• [ASSIGNED TASK]
The answer must be every line of the records below that contains the word "true", copied out.

= = = = =

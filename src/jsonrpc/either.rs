//! Disjoint union types with caller-supplied discriminators.
//!
//! `Either<L, R>` and `Either3<A, B, C>` model the polymorphic JSON shapes
//! the LSP data-type catalog leans on heavily (capability toggles,
//! `Either<i32, String>` diagnostic codes, hover contents, …). A generic
//! JSON decoder has no way to know which arm a value inhabits, so decoding
//! takes a *discriminator*: a predicate over the raw JSON element that
//! returns true for the left (or first) side.

use serde_json::Value;

/// A disjoint two-arm union carrying exactly one value.
#[derive(Debug, Clone, PartialEq, Eq)]
pub enum Either<L, R> {
    Left(L),
    Right(R),
}

impl<L, R> Either<L, R> {
    pub fn is_left(&self) -> bool {
        matches!(self, Either::Left(_))
    }

    pub fn is_right(&self) -> bool {
        matches!(self, Either::Right(_))
    }

    pub fn left(self) -> Option<L> {
        match self {
            Either::Left(l) => Some(l),
            Either::Right(_) => None,
        }
    }

    pub fn right(self) -> Option<R> {
        match self {
            Either::Left(_) => None,
            Either::Right(r) => Some(r),
        }
    }

    pub fn fold<T>(self, on_left: impl FnOnce(L) -> T, on_right: impl FnOnce(R) -> T) -> T {
        match self {
            Either::Left(l) => on_left(l),
            Either::Right(r) => on_right(r),
        }
    }
}

impl<L, R> Either<L, R>
where
    L: serde::Serialize,
    R: serde::Serialize,
{
    /// Encode whichever side is inhabited in its natural form.
    pub fn to_json(&self) -> serde_json::Result<Value> {
        match self {
            Either::Left(l) => serde_json::to_value(l),
            Either::Right(r) => serde_json::to_value(r),
        }
    }
}

impl<L, R> Either<L, R>
where
    L: for<'de> serde::Deserialize<'de>,
    R: for<'de> serde::Deserialize<'de>,
{
    /// Decode a JSON element by applying `is_left` to select the schema.
    pub fn from_json(value: &Value, is_left: impl FnOnce(&Value) -> bool) -> serde_json::Result<Self> {
        if is_left(value) {
            Ok(Either::Left(serde_json::from_value(value.clone())?))
        } else {
            Ok(Either::Right(serde_json::from_value(value.clone())?))
        }
    }
}

/// The three-arm generalization of `Either`.
#[derive(Debug, Clone, PartialEq, Eq)]
pub enum Either3<A, B, C> {
    First(A),
    Second(B),
    Third(C),
}

impl<A, B, C> Either3<A, B, C> {
    pub fn is_first(&self) -> bool {
        matches!(self, Either3::First(_))
    }

    pub fn is_second(&self) -> bool {
        matches!(self, Either3::Second(_))
    }

    pub fn is_third(&self) -> bool {
        matches!(self, Either3::Third(_))
    }

    pub fn fold<T>(
        self,
        on_first: impl FnOnce(A) -> T,
        on_second: impl FnOnce(B) -> T,
        on_third: impl FnOnce(C) -> T,
    ) -> T {
        match self {
            Either3::First(a) => on_first(a),
            Either3::Second(b) => on_second(b),
            Either3::Third(c) => on_third(c),
        }
    }
}

impl<A, B, C> Either3<A, B, C>
where
    A: serde::Serialize,
    B: serde::Serialize,
    C: serde::Serialize,
{
    pub fn to_json(&self) -> serde_json::Result<Value> {
        match self {
            Either3::First(a) => serde_json::to_value(a),
            Either3::Second(b) => serde_json::to_value(b),
            Either3::Third(c) => serde_json::to_value(c),
        }
    }
}

impl<A, B, C> Either3<A, B, C>
where
    A: for<'de> serde::Deserialize<'de>,
    B: for<'de> serde::Deserialize<'de>,
    C: for<'de> serde::Deserialize<'de>,
{
    /// Decode by cascading discriminators: `is_first`, then `is_second`,
    /// else the third arm's schema.
    pub fn from_json(
        value: &Value,
        is_first: impl FnOnce(&Value) -> bool,
        is_second: impl FnOnce(&Value) -> bool,
    ) -> serde_json::Result<Self> {
        if is_first(value) {
            Ok(Either3::First(serde_json::from_value(value.clone())?))
        } else if is_second(value) {
            Ok(Either3::Second(serde_json::from_value(value.clone())?))
        } else {
            Ok(Either3::Third(serde_json::from_value(value.clone())?))
        }
    }
}

/// Ready-made discriminators for the shapes that recur across the LSP
/// type catalog. Each is a plain `fn(&Value) -> bool`, usable directly as
/// the `is_left` / `is_first` / `is_second` argument above.
pub mod discriminate {
    use serde_json::Value;

    pub fn is_json_bool(value: &Value) -> bool {
        value.is_boolean()
    }

    pub fn is_json_number(value: &Value) -> bool {
        value.is_number()
    }

    pub fn is_json_string(value: &Value) -> bool {
        value.is_string()
    }

    pub fn is_json_array(value: &Value) -> bool {
        value.is_array()
    }

    /// Builds a discriminator that checks for an object field's presence,
    /// e.g. `Either<TextEdit, InsertReplaceEdit>` discriminates on `insert`.
    pub fn has_field(name: &'static str) -> impl Fn(&Value) -> bool {
        move |value: &Value| value.get(name).is_some()
    }
}

#[cfg(test)]
mod tests {
    use super::*;
    use discriminate::*;
    use serde_json::json;

    #[test]
    fn either_bool_or_object_discriminates_on_json_type() {
        let toggle: Either<bool, Value> = Either::from_json(&json!(true), is_json_bool).unwrap();
        assert!(toggle.is_left());

        let options: Either<bool, Value> =
            Either::from_json(&json!({"resolveProvider": true}), is_json_bool).unwrap();
        assert!(options.is_right());
    }

    #[test]
    fn either_number_or_string_diagnostic_code() {
        let numeric: Either<i64, String> = Either::from_json(&json!(42), is_json_number).unwrap();
        assert_eq!(numeric, Either::Left(42));

        let textual: Either<i64, String> =
            Either::from_json(&json!("E0382"), is_json_number).unwrap();
        assert_eq!(textual, Either::Right("E0382".to_string()));
    }

    #[test]
    fn has_field_discriminator_selects_insert_replace_edit() {
        let discriminator = has_field("insert");
        assert!(discriminator(&json!({"insert": {}, "replace": {}, "newText": "x"})));
        assert!(!discriminator(&json!({"range": {}, "newText": "x"})));
    }

    #[test]
    fn either3_cascades_through_predicates() {
        #[derive(Debug, PartialEq, serde::Serialize, serde::Deserialize)]
        struct MarkupContent {
            kind: String,
            value: String,
        }

        let plain: Either3<String, MarkupContent, Vec<String>> =
            Either3::from_json(&json!("hello"), is_json_string, |_| false).unwrap();
        assert!(plain.is_first());

        let markup: Either3<String, MarkupContent, Vec<String>> = Either3::from_json(
            &json!({"kind": "markdown", "value": "**hi**"}),
            is_json_string,
            |v| v.is_object(),
        )
        .unwrap();
        assert!(markup.is_second());

        let list: Either3<String, MarkupContent, Vec<String>> =
            Either3::from_json(&json!(["a", "b"]), is_json_string, |v| v.is_object()).unwrap();
        assert!(list.is_third());
    }

    #[test]
    fn fold_invokes_matching_closure() {
        let e: Either<i32, String> = Either::Left(5);
        let doubled = e.fold(|n| n * 2, |s| s.len() as i32);
        assert_eq!(doubled, 10);
    }
}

= = = = =

• [RESPONSE TO THE EXERCISE]
//! returns true for the left (or first) side.
        let toggle: Either<bool, Value> = Either::from_json(&json!(true), is_json_bool).unwrap();
            Either::from_json(&json!({"resolveProvider": true}), is_json_bool).unwrap();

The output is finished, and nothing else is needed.